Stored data
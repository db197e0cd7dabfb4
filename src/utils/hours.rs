//! Attendance-hours arithmetic shared by the clock, status, stats, history,
//! team-stats and report endpoints.
//!
//! Durations are kept as minutes (`f64` while summing raw intervals, whole
//! minutes once displayed). The `"8h 30m"` string form is only produced and
//! parsed here.

use crate::model::status::PunchType;
use chrono::{NaiveDateTime, NaiveTime};
use std::fmt;
use std::str::FromStr;

/// Wall-clock format used for check-in/out times in responses.
pub const CLOCK_FORMAT: &str = "%I:%M %p";

/// Arrivals at or before this time count as on time when no shift is known.
pub const DEFAULT_ON_TIME_CUTOFF: &str = "09:30 AM";

#[derive(Debug, Clone, Copy, PartialEq, Eq, PartialOrd, Ord, Default)]
pub struct WorkedHours {
    minutes: i64,
}

#[derive(Debug, Clone, PartialEq, Eq)]
pub struct ParseHoursError(String);

impl fmt::Display for ParseHoursError {
    fn fmt(&self, f: &mut fmt::Formatter<'_>) -> fmt::Result {
        write!(f, "invalid worked hours: {:?}", self.0)
    }
}

impl std::error::Error for ParseHoursError {}

impl WorkedHours {
    pub fn from_minutes(minutes: i64) -> Self {
        Self {
            minutes: minutes.max(0),
        }
    }

    /// Truncates fractional minutes.
    pub fn from_fractional_minutes(minutes: f64) -> Self {
        Self::from_minutes(minutes.max(0.0).floor() as i64)
    }

    pub fn minutes(&self) -> i64 {
        self.minutes
    }

    /// Lenient parse for denormalized columns: anything malformed is zero.
    pub fn parse_or_zero(s: Option<&str>) -> Self {
        s.and_then(|v| v.parse().ok()).unwrap_or_default()
    }
}

impl FromStr for WorkedHours {
    type Err = ParseHoursError;

    /// Accepts `"8h 30m"`, `"8h30m"`, `"8h"` and `"45m"`.
    fn from_str(s: &str) -> Result<Self, Self::Err> {
        let err = || ParseHoursError(s.to_string());
        let trimmed = s.trim();
        if trimmed.is_empty() || trimmed == "-" {
            return Err(err());
        }

        let (hours_part, rest) = match trimmed.split_once('h') {
            Some((h, rest)) => (Some(h.trim()), rest.trim()),
            None => (None, trimmed),
        };

        let hours = match hours_part {
            Some(h) => h.parse::<i64>().map_err(|_| err())?,
            None => 0,
        };

        let minutes = if rest.is_empty() {
            if hours_part.is_none() {
                return Err(err());
            }
            0
        } else {
            rest.strip_suffix('m')
                .ok_or_else(err)?
                .trim()
                .parse::<i64>()
                .map_err(|_| err())?
        };

        let minutes_out_of_range = minutes < 0 || (hours_part.is_some() && minutes >= 60);
        if hours < 0 || minutes_out_of_range {
            return Err(err());
        }

        Ok(Self::from_minutes(hours * 60 + minutes))
    }
}

impl fmt::Display for WorkedHours {
    fn fmt(&self, f: &mut fmt::Formatter<'_>) -> fmt::Result {
        write!(f, "{}h {}m", self.minutes / 60, self.minutes % 60)
    }
}

pub fn format_minutes(minutes: f64) -> String {
    WorkedHours::from_fractional_minutes(minutes).to_string()
}

pub fn format_clock(t: NaiveTime) -> String {
    t.format(CLOCK_FORMAT).to_string()
}

/// Parses `"09:30 AM"`; also accepts 24h `"09:30"` for API input.
pub fn parse_clock(s: &str) -> Option<NaiveTime> {
    let s = s.trim();
    NaiveTime::parse_from_str(s, CLOCK_FORMAT)
        .or_else(|_| NaiveTime::parse_from_str(s, "%H:%M"))
        .or_else(|_| NaiveTime::parse_from_str(s, "%H:%M:%S"))
        .ok()
}

#[derive(Debug, Clone, Copy, PartialEq, Eq)]
pub struct Punch {
    pub at: NaiveDateTime,
    pub kind: PunchType,
}

impl Punch {
    pub fn new(at: NaiveDateTime, kind: PunchType) -> Self {
        Self { at, kind }
    }
}

fn minutes_between(from: NaiveDateTime, to: NaiveDateTime) -> f64 {
    (to - from).num_seconds() as f64 / 60.0
}

/// Effective minutes from IN→OUT pairs of one day, punches in time order.
///
/// A repeated IN restarts the open interval. An interval still open at the end
/// is counted up to `open_until` when given (the live "today" case).
pub fn sum_punch_pairs(punches: &[Punch], open_until: Option<NaiveDateTime>) -> f64 {
    let mut total = 0.0;
    let mut current_in: Option<NaiveDateTime> = None;

    for p in punches {
        match p.kind {
            PunchType::In => current_in = Some(p.at),
            PunchType::Out => {
                if let Some(start) = current_in.take() {
                    total += minutes_between(start, p.at);
                }
            }
        }
    }

    if let (Some(start), Some(until)) = (current_in, open_until) {
        if until > start {
            total += minutes_between(start, until);
        }
    }

    total
}

/// Sum of rounded OUT→IN gaps.
pub fn break_minutes(punches: &[Punch]) -> i64 {
    let mut total = 0;
    let mut open = false;
    let mut last_out: Option<NaiveDateTime> = None;

    for p in punches {
        match p.kind {
            PunchType::In => {
                if let Some(out) = last_out.take() {
                    total += minutes_between(out, p.at).round() as i64;
                }
                open = true;
            }
            PunchType::Out if open => {
                last_out = Some(p.at);
                open = false;
            }
            PunchType::Out => {}
        }
    }

    total
}

#[derive(Debug, Clone, PartialEq, Eq)]
pub struct PunchPair {
    pub clock_in: NaiveDateTime,
    pub clock_out: Option<NaiveDateTime>,
}

/// Groups punches into IN/OUT pairs. An OUT without an open IN is dropped;
/// a trailing IN yields a pair without an out time.
pub fn pair_punches(punches: &[Punch]) -> Vec<PunchPair> {
    let mut pairs = Vec::new();
    let mut open: Option<NaiveDateTime> = None;

    for p in punches {
        match p.kind {
            PunchType::In => open = Some(p.at),
            PunchType::Out => {
                if let Some(clock_in) = open.take() {
                    pairs.push(PunchPair {
                        clock_in,
                        clock_out: Some(p.at),
                    });
                }
            }
        }
    }

    if let Some(clock_in) = open {
        pairs.push(PunchPair {
            clock_in,
            clock_out: None,
        });
    }

    pairs
}

/// `now - first_in - breaks`, floored at zero.
pub fn effective_minutes(first_in: NaiveDateTime, now: NaiveDateTime, break_mins: i64) -> f64 {
    (minutes_between(first_in, now) - break_mins as f64).max(0.0)
}

/// Mean minutes over days that had any activity.
pub fn average_active_minutes(daily_minutes: &[f64]) -> f64 {
    let active: Vec<f64> = daily_minutes.iter().copied().filter(|m| *m > 0.0).collect();
    if active.is_empty() {
        0.0
    } else {
        active.iter().sum::<f64>() / active.len() as f64
    }
}

/// Week-over-week label and direction, e.g. `("+1h 5m vs last week", "up")`.
pub fn format_week_diff(this_week: f64, last_week: f64) -> (String, &'static str) {
    let diff = this_week - last_week;
    let diff_abs = (diff.trunc() as i64).abs();
    let status = if diff >= 0.0 { "up" } else { "down" };

    if diff_abs == 0 {
        return ("Same as last week".to_string(), status);
    }

    let amount = if diff_abs >= 60 {
        format!("{}h {}m", diff_abs / 60, diff_abs % 60)
    } else {
        format!("{}m", diff_abs)
    };
    let sign = if diff >= 0.0 { '+' } else { '-' };

    (format!("{}{} vs last week", sign, amount), status)
}

/// Latest on-time check-in, the same for every team whatever its shift.
pub fn on_time_cutoff() -> NaiveTime {
    parse_clock(DEFAULT_ON_TIME_CUTOFF).unwrap_or(NaiveTime::MIN)
}

pub fn is_on_time(check_in: NaiveTime, cutoff: NaiveTime) -> bool {
    check_in <= cutoff
}

pub fn on_time_percentage(on_time: u32, present: u32) -> String {
    if present == 0 {
        return "0%".to_string();
    }
    format!("{}%", on_time * 100 / present)
}

#[cfg(test)]
mod tests {
    use super::*;
    use chrono::NaiveDate;

    fn at(h: u32, m: u32) -> NaiveDateTime {
        NaiveDate::from_ymd_opt(2026, 3, 2)
            .unwrap()
            .and_hms_opt(h, m, 0)
            .unwrap()
    }

    fn punch_in(h: u32, m: u32) -> Punch {
        Punch::new(at(h, m), PunchType::In)
    }

    fn punch_out(h: u32, m: u32) -> Punch {
        Punch::new(at(h, m), PunchType::Out)
    }

    #[test]
    fn parses_worked_hours_strings() {
        assert_eq!("8h 30m".parse::<WorkedHours>().unwrap().minutes(), 510);
        assert_eq!("8h30m".parse::<WorkedHours>().unwrap().minutes(), 510);
        assert_eq!("7h".parse::<WorkedHours>().unwrap().minutes(), 420);
        assert_eq!("45m".parse::<WorkedHours>().unwrap().minutes(), 45);
        assert_eq!(" 0h 0m ".parse::<WorkedHours>().unwrap().minutes(), 0);
    }

    #[test]
    fn rejects_malformed_worked_hours() {
        for bad in ["", "-", "abc", "8", "h 30m", "8h 75m", "8h 30"] {
            assert!(bad.parse::<WorkedHours>().is_err(), "{bad:?} should not parse");
        }
        assert_eq!(WorkedHours::parse_or_zero(Some("junk")).minutes(), 0);
        assert_eq!(WorkedHours::parse_or_zero(None).minutes(), 0);
    }

    #[test]
    fn displays_hours_and_minutes() {
        assert_eq!(WorkedHours::from_minutes(510).to_string(), "8h 30m");
        assert_eq!(WorkedHours::from_minutes(-5).to_string(), "0h 0m");
        assert_eq!(format_minutes(59.9), "0h 59m");
    }

    #[test]
    fn clock_strings_use_twelve_hour_format() {
        let t = parse_clock("09:05 AM").unwrap();
        assert_eq!(format_clock(t), "09:05 AM");
        assert_eq!(parse_clock("18:30").map(format_clock).as_deref(), Some("06:30 PM"));
        assert!(parse_clock("25:00").is_none());
    }

    #[test]
    fn sums_closed_pairs_and_ignores_stray_outs() {
        let punches = [
            punch_out(8, 0),
            punch_in(9, 0),
            punch_out(13, 0),
            punch_in(14, 0),
            punch_out(18, 30),
        ];
        assert_eq!(sum_punch_pairs(&punches, None), 510.0);
    }

    #[test]
    fn open_interval_counts_until_now_only_when_asked() {
        let punches = [punch_in(9, 0), punch_out(12, 0), punch_in(13, 0)];
        assert_eq!(sum_punch_pairs(&punches, None), 180.0);
        assert_eq!(sum_punch_pairs(&punches, Some(at(14, 30))), 270.0);
        // clock skew must not subtract time
        assert_eq!(sum_punch_pairs(&punches, Some(at(12, 30))), 180.0);
    }

    #[test]
    fn breaks_are_gaps_between_out_and_next_in() {
        let punches = [
            punch_in(9, 0),
            punch_out(13, 0),
            punch_in(13, 45),
            punch_out(16, 0),
            punch_in(16, 10),
        ];
        assert_eq!(break_minutes(&punches), 55);
        assert_eq!(break_minutes(&[punch_in(9, 0)]), 0);
    }

    #[test]
    fn pairs_keep_trailing_open_in() {
        let punches = [punch_in(9, 0), punch_out(13, 0), punch_in(14, 0)];
        let pairs = pair_punches(&punches);
        assert_eq!(pairs.len(), 2);
        assert_eq!(pairs[0].clock_out, Some(at(13, 0)));
        assert_eq!(pairs[1].clock_in, at(14, 0));
        assert!(pairs[1].clock_out.is_none());
    }

    #[test]
    fn effective_minutes_subtracts_breaks() {
        assert_eq!(effective_minutes(at(9, 0), at(18, 0), 60), 480.0);
        assert_eq!(effective_minutes(at(9, 0), at(9, 30), 60), 0.0);
    }

    #[test]
    fn average_ignores_idle_days() {
        assert_eq!(average_active_minutes(&[480.0, 0.0, 420.0]), 450.0);
        assert_eq!(average_active_minutes(&[]), 0.0);
    }

    #[test]
    fn week_diff_labels() {
        assert_eq!(format_week_diff(480.0, 415.0), ("+1h 5m vs last week".into(), "up"));
        assert_eq!(format_week_diff(400.0, 420.0), ("-20m vs last week".into(), "down"));
        assert_eq!(format_week_diff(420.4, 420.0), ("Same as last week".into(), "up"));
    }

    #[test]
    fn on_time_uses_inclusive_cutoff() {
        let cutoff = parse_clock(DEFAULT_ON_TIME_CUTOFF).unwrap();
        assert!(is_on_time(parse_clock("09:30 AM").unwrap(), cutoff));
        assert!(!is_on_time(parse_clock("09:31 AM").unwrap(), cutoff));
        assert_eq!(on_time_percentage(2, 3), "66%");
        assert_eq!(on_time_percentage(0, 0), "0%");
    }

    #[test]
    fn cutoff_is_half_past_nine() {
        assert_eq!(on_time_cutoff(), parse_clock(DEFAULT_ON_TIME_CUTOFF).unwrap());
        assert!(!is_on_time(parse_clock("09:45 AM").unwrap(), on_time_cutoff()));
    }
}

# TASK OBJECTIVE
Starting at the first line of the entries above, please extract each line up to and including the line with "use crate::model::status::PunchType;", unchanged, and add nothing.

# TASK RESULT
repository db197e0cd7dabfb4
filename src/utils/hours.rs
//! Attendance-hours arithmetic shared by the clock, status, stats, history,
//! team-stats and report endpoints.
//!
//! Durations are kept as minutes (`f64` while summing raw intervals, whole
//! minutes once displayed). The `"8h 30m"` string form is only produced and
//! parsed here.

use crate::model::status::PunchType;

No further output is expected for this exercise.